Interactions between the anti-carcinogens, bendamustine (BDM) and dexamethasone (DXM), with bovine serum albumin (BSA) were investigated with the use of fluorescence and UV–vis spectroscopies under pseudo-physiological conditions (Tris–HCl buffer, pH 7.4). The static mechanism was responsible for the fluorescence quenching during the interactions; the binding formation constant of the BSA–BDM complex and the binding number were 5.14×105Lmol−1 and 1.0, respectively. Spectroscopic studies for the formation of BDM–BSA complex were interpreted with the use of multivariate curve resolution – alternating least squares (MCR–ALS), which supported the complex formation. The BSA samples treated with site markers (warfarin – site I and ibuprofen – site II) were reacted separately with BDM and DXM; while both anti-carcinogens bound to site I, the binding constants suggested that DXM formed a more stable complex.

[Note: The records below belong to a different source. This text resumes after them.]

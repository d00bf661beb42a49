//! Единый тип ошибок публичного API.

use thiserror::Error;

#[derive(Debug, Error)]
pub enum VypisError {
    #[error("I/O error: {0}")]
    Io(#[from] std::io::Error),

    #[error("CSV error: {0}")]
    Csv(#[from] csv::Error),

    #[error("Config error: {0}")]
    Config(String),

    #[error("Unknown format: {0}")]
    UnknownFormat(String),

    #[error("Format error: {0}")]
    Format(String),
}

pub type Result<T> = std::result::Result<T, VypisError>;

Relative concentration profiles and the fluorescence spectra associated with BDM, DXM and BSA, were recovered simultaneously from the full fluorescence excitation–emission data with the use of the parallel factor analysis (PARAFAC) method. The results confirmed that on addition of DXM to the BDM–BSA complex, the BDM was replaced and the DXM–BSA complex formed; free BDM was released. This finding may have consequences for the transport of these drugs during any anti-cancer treatment.